In short, executor memory covers only the on-heap portion. Overhead and off-heap memory are extra allocations requested from the cluster manager.
🧠 Unified Memory: The Dynamic Duo
Spark >= 1.6 introduced Unified Memory Management - a more intelligent way to juggle execution and storage needs.
Spark < 1.6:
Execution and storage had fixed-size walls. Unused storage couldn’t help execution.
Spark >= 1.6:
Memory is shared. If execution needs more space, it can “steal” from storage.
Execution gets priority. That means, if storage needs more space, it can’t “steal” memory from execution. Instead, it must free up its own space by evicting cached blocks using the LRU (Least Recently Used) algorithm.
So memory becomes fluid, but biased towards performance-critical tasks.
💡 What About Off-Heap Memory?
When your on-heap memory is stressed and GC (Garbage Collection) kicks in too frequently, Spark can pause your job just to clean up.
Off-heap memory offers a way out.
✅ GC-free (managed by the OS)
✅ Optional and configurable
❌ Must manually manage allocation/deallocation
❌ Slightly slower than on-heap (but faster than disk!)
To use it:
spark.memory.offHeap.enabled = true
spark.memory.offHeap.size = 5gb # or ~10% of executor memory
Use with care. Improper cleanup = memory leaks.

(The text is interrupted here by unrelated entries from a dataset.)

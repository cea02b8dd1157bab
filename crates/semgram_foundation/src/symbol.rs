//! Grammar symbol classification.
//!
//! Rule names carry their role in their spelling: upper-case names are
//! terminals, `*_single` names are coordination bases and `prep_<P>_<S>`
//! names are preposition phrases. [`SymbolNaming`] reads that convention
//! once so later passes can work on [`SymbolKind`] instead of raw names.

use std::fmt;

/// The role of a declared grammar symbol.
#[derive(Clone, Copy, Debug, PartialEq, Eq, Hash)]
pub enum SymbolKind {
    /// Matched directly against input tokens.
    Terminal,
    /// An ordinary rule.
    Nonterminal,
    /// A rule whose coordinated form is generated.
    CoordinationBase,
    /// A `prep_<P>_<S>` rule whose optional form is generated.
    PrepositionPhraseBase,
    /// A `prep_<P>_single` rule, which gets both generated forms.
    CoordinatedPrepositionPhrase,
}

impl SymbolKind {
    /// Returns true for terminals.
    #[must_use]
    pub const fn is_terminal(self) -> bool {
        matches!(self, Self::Terminal)
    }

    /// Returns true if a coordinated form is generated for the rule.
    #[must_use]
    pub const fn is_coordination_base(self) -> bool {
        matches!(self, Self::CoordinationBase | Self::CoordinatedPrepositionPhrase)
    }

    /// Returns true if an optional phrase form is generated for the rule.
    #[must_use]
    pub const fn is_preposition_phrase(self) -> bool {
        matches!(self, Self::PrepositionPhraseBase | Self::CoordinatedPrepositionPhrase)
    }
}

impl fmt::Display for SymbolKind {
    fn fmt(&self, f: &mut fmt::Formatter<'_>) -> fmt::Result {
        match self {
            Self::Terminal => write!(f, "terminal"),
            Self::Nonterminal => write!(f, "nonterminal"),
            Self::CoordinationBase => write!(f, "coordination base"),
            Self::PrepositionPhraseBase => write!(f, "preposition phrase"),
            Self::CoordinatedPrepositionPhrase => write!(f, "coordinated preposition phrase"),
        }
    }
}

/// Naming conventions for declared and generated symbols.
#[derive(Clone, Debug, PartialEq, Eq)]
pub struct SymbolNaming {
    /// Suffix marking the non-coordinated singular form.
    pub coordination_suffix: String,
    /// First segment of preposition phrase names.
    pub preposition_prefix: String,
    /// Prefix of generated empty markers.
    pub empty_prefix: String,
    /// Prefix of generated optional symbols.
    pub optional_prefix: String,
}

impl Default for SymbolNaming {
    fn default() -> Self {
        Self {
            coordination_suffix: "_single".to_string(),
            preposition_prefix: "prep".to_string(),
            empty_prefix: "empty".to_string(),
            optional_prefix: "eps".to_string(),
        }
    }
}

impl SymbolNaming {
    /// Classifies a declared rule name.
    ///
    /// A name without any lower-case character is a terminal.
    #[must_use]
    pub fn classify(&self, name: &str) -> SymbolKind {
        if !name.chars().any(char::is_lowercase) {
            SymbolKind::Terminal
        } else {
            match (
                self.coordinated_name(name).is_some(),
                self.preposition_parts(name).is_some(),
            ) {
                (true, true) => SymbolKind::CoordinatedPrepositionPhrase,
                (true, false) => SymbolKind::CoordinationBase,
                (false, true) => SymbolKind::PrepositionPhraseBase,
                (false, false) => SymbolKind::Nonterminal,
            }
        }
    }

    /// Returns the coordinated rule name for a `*_single` base.
    #[must_use]
    pub fn coordinated_name<'a>(&self, name: &'a str) -> Option<&'a str> {
        name.strip_suffix(self.coordination_suffix.as_str())
            .filter(|stem| !stem.is_empty())
    }

    /// Splits `prep_<P>_<S>` into `(P, S)`.
    ///
    /// The name must have exactly three non-empty `_`-separated segments.
    #[must_use]
    pub fn preposition_parts<'a>(&self, name: &'a str) -> Option<(&'a str, &'a str)> {
        let mut segments = name.split('_');
        let (Some(prefix), Some(prep), Some(complement), None) = (
            segments.next(),
            segments.next(),
            segments.next(),
            segments.next(),
        ) else {
            return None;
        };
        if prefix != self.preposition_prefix || prep.is_empty() || complement.is_empty() {
            return None;
        }
        Some((prep, complement))
    }

    /// Name of the empty marker for `symbol`, e.g. `empty_foo` for `FOO`.
    #[must_use]
    pub fn empty_marker(&self, symbol: &str) -> String {
        format!("{}_{}", self.empty_prefix, symbol.to_lowercase())
    }

    /// Name of the optional symbol for `symbol`, e.g. `eps_foo` for `FOO`.
    #[must_use]
    pub fn optional_symbol(&self, symbol: &str) -> String {
        format!("{}_{}", self.optional_prefix, symbol.to_lowercase())
    }

    /// Terminal name of the preposition in a `prep_<P>_<S>` phrase.
    #[must_use]
    pub fn preposition_terminal(&self, prep: &str) -> String {
        format!("{}_{}", self.preposition_prefix, prep).to_uppercase()
    }
}
//! Interactive sentence analysis.
//!
//! Each input line is treated as a short document: it is split into
//! sentences and the engine inputs of every sentence are printed. Lines
//! starting with `:` are commands.

use std::io::{self, Write};

use semgram_foundation::{Error, Result};
use semgram_pipeline::{Pipeline, WordLemmaTagDictionary};

use crate::commands;
use crate::editor::{LineEditor, ReadResult, RustylineEditor};

const COMMANDS: [&str; 4] = [":help", ":grammar", ":types", ":quit"];

/// What a REPL line produced.
#[derive(Debug, PartialEq, Eq)]
pub enum ReplOutput {
    /// Text to print.
    Text(String),
    /// Leave the loop.
    Quit,
}

/// The interactive REPL.
pub struct Repl<E: LineEditor = RustylineEditor> {
    editor: E,
    pipeline: Pipeline<WordLemmaTagDictionary>,
    show_banner: bool,
    prompt: String,
}

impl Repl<RustylineEditor> {
    /// Creates a REPL with the default rustyline editor.
    ///
    /// # Errors
    ///
    /// Returns an error if the editor fails to initialize.
    pub fn new(pipeline: Pipeline<WordLemmaTagDictionary>) -> Result<Self> {
        Ok(Self::with_editor(RustylineEditor::new()?, pipeline))
    }
}

impl<E: LineEditor> Repl<E> {
    /// Creates a REPL with the given editor.
    pub fn with_editor(mut editor: E, pipeline: Pipeline<WordLemmaTagDictionary>) -> Self {
        editor.set_keywords(keywords(&pipeline));
        Self {
            editor,
            pipeline,
            show_banner: true,
            prompt: "semgram> ".to_string(),
        }
    }

    /// Disables the welcome banner.
    #[must_use]
    pub const fn without_banner(mut self) -> Self {
        self.show_banner = false;
        self
    }

    /// Sets the prompt.
    #[must_use]
    pub fn with_prompt(mut self, prompt: impl Into<String>) -> Self {
        self.prompt = prompt.into();
        self
    }

    /// The pipeline behind the REPL.
    #[must_use]
    pub const fn pipeline(&self) -> &Pipeline<WordLemmaTagDictionary> {
        &self.pipeline
    }

    /// Runs the loop until EOF or `:quit`.
    ///
    /// # Errors
    ///
    /// Returns an error if reading input fails.
    pub fn run(&mut self) -> Result<()> {
        if self.show_banner {
            print_banner();
        }

        loop {
            let line = match self.editor.read_line(&self.prompt)? {
                ReadResult::Line(line) => line,
                ReadResult::Interrupted => {
                    println!();
                    continue;
                }
                ReadResult::Eof => break,
            };
            if line.trim().is_empty() {
                continue;
            }
            self.editor.add_history(&line);

            match self.eval(&line) {
                Ok(ReplOutput::Text(text)) => print!("{text}"),
                Ok(ReplOutput::Quit) => break,
                Err(e) => print_error(&e),
            }
            let _ = io::stdout().flush();
        }

        println!("\nGoodbye!");
        Ok(())
    }

    /// Evaluates one line.
    ///
    /// # Errors
    ///
    /// Returns planning and grammar errors.
    pub fn eval(&mut self, line: &str) -> Result<ReplOutput> {
        let line = line.trim();
        let Some(command) = line.strip_prefix(':') else {
            return commands::candidates(&mut self.pipeline, line).map(ReplOutput::Text);
        };

        let (name, argument) = command
            .split_once(char::is_whitespace)
            .map_or((command, ""), |(name, rest)| (name, rest.trim()));
        match name {
            "q" | "quit" => Ok(ReplOutput::Quit),
            "grammar" => {
                let compiled = commands::compile(&self.pipeline, None)?;
                Ok(ReplOutput::Text(compiled.text + "\n"))
            }
            "types" => Ok(ReplOutput::Text(self.types_of(argument))),
            _ => Ok(ReplOutput::Text(help_text())),
        }
    }

    fn types_of(&self, word: &str) -> String {
        match self.pipeline.vocabulary().types_of(word) {
            Some(types) => {
                let types: Vec<&str> = types.iter().map(String::as_str).collect();
                format!("{word}: {}\n", types.join(" "))
            }
            None => format!("{word}: not in the vocabulary\n"),
        }
    }
}

fn keywords(pipeline: &Pipeline<WordLemmaTagDictionary>) -> Vec<String> {
    COMMANDS
        .iter()
        .map(ToString::to_string)
        .chain(pipeline.vocabulary().words().map(ToString::to_string))
        .collect()
}

fn help_text() -> String {
    "\
:grammar        print the bundled grammar compiled against the vocabulary
:types WORD     list the semantic types of a vocabulary word
:quit           exit
any other line  split into sentences and list the engine inputs
"
    .to_string()
}

fn print_error(error: &Error) {
    eprintln!("\x1b[31mError: {error}\x1b[0m");
}

fn print_banner() {
    println!("semgram {}", env!("CARGO_PKG_VERSION"));
    println!("Type a sentence to list its readings, :help for commands, Ctrl+D to exit.\n");
    let _ = io::stdout().flush();
}
//! Bundled food-domain grammar and vocabulary.
//!
//! Notation reminders for grammar authors:
//! - `eps_*` is generated for every terminal: the terminal or `empty_*`
//! - `empty_*` marks a missing token of that type
//! - `*_single` is a rule without coordination; the coordination is generated
//! - `*_req` requires its argument to be filled before use in a sentence
//! - `prep_X_Y` generates `empty_prep_X_Y` and `eps_prep_X_Y`

/// Meal descriptions: soups, meat products, side dishes and vegetables.
pub const DEFAULT_GRAMMAR: &str = r#"
// start symbol alternatives
sentence: t_zelenina
sentence: t_masoprodukt
sentence: t_priloha
// sentence: t_testoviny
sentence: t_polevka

t_priloha: (eps_zprac PRILOHA)
t_zelenina: (eps_zprac ZELENINA)
// t_omacka: ((t_zeleninovy|t_spec) OMACKA)
t_masoprodukt: (eps_zprac eps_maso (MASOPRODUKT|MASODIL))
t_masoprodukt: (eps_zprac eps_maso (MASOPRODUKT|MASODIL) ((PREP_S|","|COORD_A) (t_zelenina|t_priloha))*)
t_testoviny: (TESTOVINY)
t_polevka: (((eps_zeleninovy|eps_maso) POLEVKA) ((PREP_S|","|COORD_A) (t_zelenina|t_priloha|t_testoviny))*)
"#;

/// Vocabulary covering every terminal of [`DEFAULT_GRAMMAR`].
pub const DEFAULT_VOCABULARY: &str = "\
#zprac:pečený
#zprac:vařený
#zprac:dušený
#maso:kuřecí
#maso:vepřový
#maso:hovězí
#zeleninovy:zeleninový
#zeleninovy:rajčatový
#masoprodukt:řízek
#masoprodukt:guláš
#masodil:stehno
#masodil:prso
#priloha:knedlík
#priloha:rýže
#priloha:brambor
#zelenina:mrkev
#zelenina:zelí
#zelenina:hrášek
#testoviny:nudle
#testoviny:špagety
#polevka:polévka
#polevka:vývar
#prep_s:s
#coord_a:a
#floskule:prostě
#measure:malý
#measure:velký
";
//! Rule parsing and merging.
//!
//! Turns grammar source into an ordered [`RuleTable`]: directives stay where
//! they were written, and every rule name owns exactly one entry placed at
//! its first declaration. Later declarations of the same name add
//! alternatives to that entry in source order.

use std::fmt;

use indexmap::IndexMap;
use semgram_foundation::{Error, Result, SymbolKind};
use tracing::debug;

use crate::config::PreprocessorConfig;

/// Where a rule entry came from.
#[derive(Clone, Copy, Debug, PartialEq, Eq)]
pub enum RuleOrigin {
    /// Written by the grammar author.
    Declared,
    /// Synthesized from the semantic-type registry.
    Generated,
}

/// One merged rule: a name and its alternatives.
#[derive(Clone, Debug, PartialEq, Eq)]
pub struct RuleLine {
    /// Left-hand side.
    pub name: String,
    /// Right-hand sides in declaration order.
    pub alternatives: Vec<String>,
    /// Role of the name, classified once at ingestion.
    pub kind: SymbolKind,
    /// Declared or generated.
    pub origin: RuleOrigin,
    /// Position among rule entries, fixed at first sight.
    pub order: usize,
}

impl fmt::Display for RuleLine {
    fn fmt(&self, f: &mut fmt::Formatter<'_>) -> fmt::Result {
        match self.origin {
            RuleOrigin::Declared => {
                write!(f, "{}:", self.name)?;
                for (i, alternative) in self.alternatives.iter().enumerate() {
                    if i > 0 {
                        write!(f, "|")?;
                    }
                    write!(f, "({alternative})")?;
                }
                Ok(())
            }
            RuleOrigin::Generated => {
                write!(f, "{}: {}", self.name, self.alternatives.join(" | "))
            }
        }
    }
}

/// A line of the merged grammar.
#[derive(Clone, Debug, PartialEq, Eq)]
pub enum GrammarLine {
    /// A line without the rule delimiter, copied verbatim.
    Directive(String),
    /// A merged rule entry.
    Rule(RuleLine),
}

impl fmt::Display for GrammarLine {
    fn fmt(&self, f: &mut fmt::Formatter<'_>) -> fmt::Result {
        match self {
            Self::Directive(text) => write!(f, "{text}"),
            Self::Rule(rule) => write!(f, "{rule}"),
        }
    }
}

/// A rule synthesized after merging, emitted as `name: body`.
#[derive(Clone, Debug, PartialEq, Eq)]
pub struct GeneratedRule {
    /// Left-hand side.
    pub name: String,
    /// Right-hand side; empty for an epsilon production.
    pub body: String,
}

impl GeneratedRule {
    /// Creates a generated rule.
    #[must_use]
    pub fn new(name: impl Into<String>, body: impl Into<String>) -> Self {
        Self {
            name: name.into(),
            body: body.into(),
        }
    }

    /// Creates a rule producing nothing.
    #[must_use]
    pub fn empty(name: impl Into<String>) -> Self {
        Self::new(name, String::new())
    }
}

impl fmt::Display for GeneratedRule {
    fn fmt(&self, f: &mut fmt::Formatter<'_>) -> fmt::Result {
        if self.body.is_empty() {
            write!(f, "{}:", self.name)
        } else {
            write!(f, "{}: {}", self.name, self.body)
        }
    }
}

/// Ordered directives and rules with a name index.
#[derive(Clone, Debug, Default, PartialEq, Eq)]
pub struct RuleTable {
    lines: Vec<GrammarLine>,
    /// Rule name -> index into `lines`, in first-seen order.
    index: IndexMap<String, usize>,
}

impl RuleTable {
    /// Creates an empty table.
    #[must_use]
    pub fn new() -> Self {
        Self::default()
    }

    /// Parses grammar source, merging repeated rule names.
    ///
    /// # Errors
    ///
    /// Returns `EmptyRuleName` when a rule line has nothing before the
    /// delimiter and `InvalidRuleName` when the name contains whitespace.
    pub fn parse(source: &str, config: &PreprocessorConfig) -> Result<Self> {
        let mut table = Self::new();
        let mut directives = 0usize;

        for (number, raw) in source.lines().enumerate() {
            let line = raw.trim();
            if line.is_empty() || line.starts_with(config.comment_marker.as_str()) {
                continue;
            }

            let Some((left, right)) = line.split_once(config.rule_delimiter) else {
                table.lines.push(GrammarLine::Directive(line.to_string()));
                directives += 1;
                continue;
            };

            let name = left.trim();
            if name.is_empty() {
                return Err(Error::empty_rule_name(number + 1));
            }
            if name.chars().any(char::is_whitespace) {
                return Err(Error::invalid_rule_name(name, number + 1));
            }

            let kind = config.naming.classify(name);
            table.add_alternative(name, right.trim().to_string(), kind, RuleOrigin::Declared);
        }

        debug!(
            rules = table.index.len(),
            directives, "parsed grammar source"
        );
        Ok(table)
    }

    /// Appends an alternative to `name`, creating the entry at the end if
    /// the name is new.
    pub fn add_alternative(
        &mut self,
        name: &str,
        alternative: String,
        kind: SymbolKind,
        origin: RuleOrigin,
    ) {
        if let Some(rule) = self.get_mut(name) {
            rule.alternatives.push(alternative);
            return;
        }
        let order = self.index.len();
        self.index.insert(name.to_string(), self.lines.len());
        self.lines.push(GrammarLine::Rule(RuleLine {
            name: name.to_string(),
            alternatives: vec![alternative],
            kind,
            origin,
            order,
        }));
    }

    /// Appends a whole generated rule entry.
    ///
    /// # Errors
    ///
    /// Returns `GeneratedNameConflict` if the name already exists.
    pub fn push_generated(
        &mut self,
        name: &str,
        alternatives: Vec<String>,
        kind: SymbolKind,
    ) -> Result<()> {
        if self.contains(name) {
            return Err(Error::generated_name_conflict(name));
        }
        let order = self.index.len();
        self.index.insert(name.to_string(), self.lines.len());
        self.lines.push(GrammarLine::Rule(RuleLine {
            name: name.to_string(),
            alternatives,
            kind,
            origin: RuleOrigin::Generated,
            order,
        }));
        Ok(())
    }

    /// Returns true if a rule with this name exists.
    #[must_use]
    pub fn contains(&self, name: &str) -> bool {
        self.index.contains_key(name)
    }

    /// Looks up a rule by name.
    #[must_use]
    pub fn get(&self, name: &str) -> Option<&RuleLine> {
        match self.lines.get(*self.index.get(name)?) {
            Some(GrammarLine::Rule(rule)) => Some(rule),
            _ => None,
        }
    }

    fn get_mut(&mut self, name: &str) -> Option<&mut RuleLine> {
        let position = *self.index.get(name)?;
        match self.lines.get_mut(position) {
            Some(GrammarLine::Rule(rule)) => Some(rule),
            _ => None,
        }
    }

    /// Rule entries in first-seen order.
    pub fn rules(&self) -> impl Iterator<Item = &RuleLine> {
        self.index
            .values()
            .filter_map(|&position| match &self.lines[position] {
                GrammarLine::Rule(rule) => Some(rule),
                GrammarLine::Directive(_) => None,
            })
    }

    /// Rule names in first-seen order.
    pub fn names(&self) -> impl Iterator<Item = &str> {
        self.index.keys().map(String::as_str)
    }

    /// All lines, directives included.
    #[must_use]
    pub fn lines(&self) -> &[GrammarLine] {
        &self.lines
    }

    /// Number of rule entries.
    #[must_use]
    pub fn rule_count(&self) -> usize {
        self.index.len()
    }
}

⚠️ Common Mistakes to Avoid
Blindly caching DataFrames that won’t be reused.
Under-allocating executor memory and increasing parallelism instead.
Ignoring off-heap tuning while suffering GC delays.
🧩 Summary
Spark’s memory model is a set of moving pieces, with sliders, defaults, and priorities. Once you understand how execution and storage interact, and how overhead and off-heap fit in, you can tame even the most complex workloads.
If you’ve been avoiding memory tuning, Prep 21 is your call to action.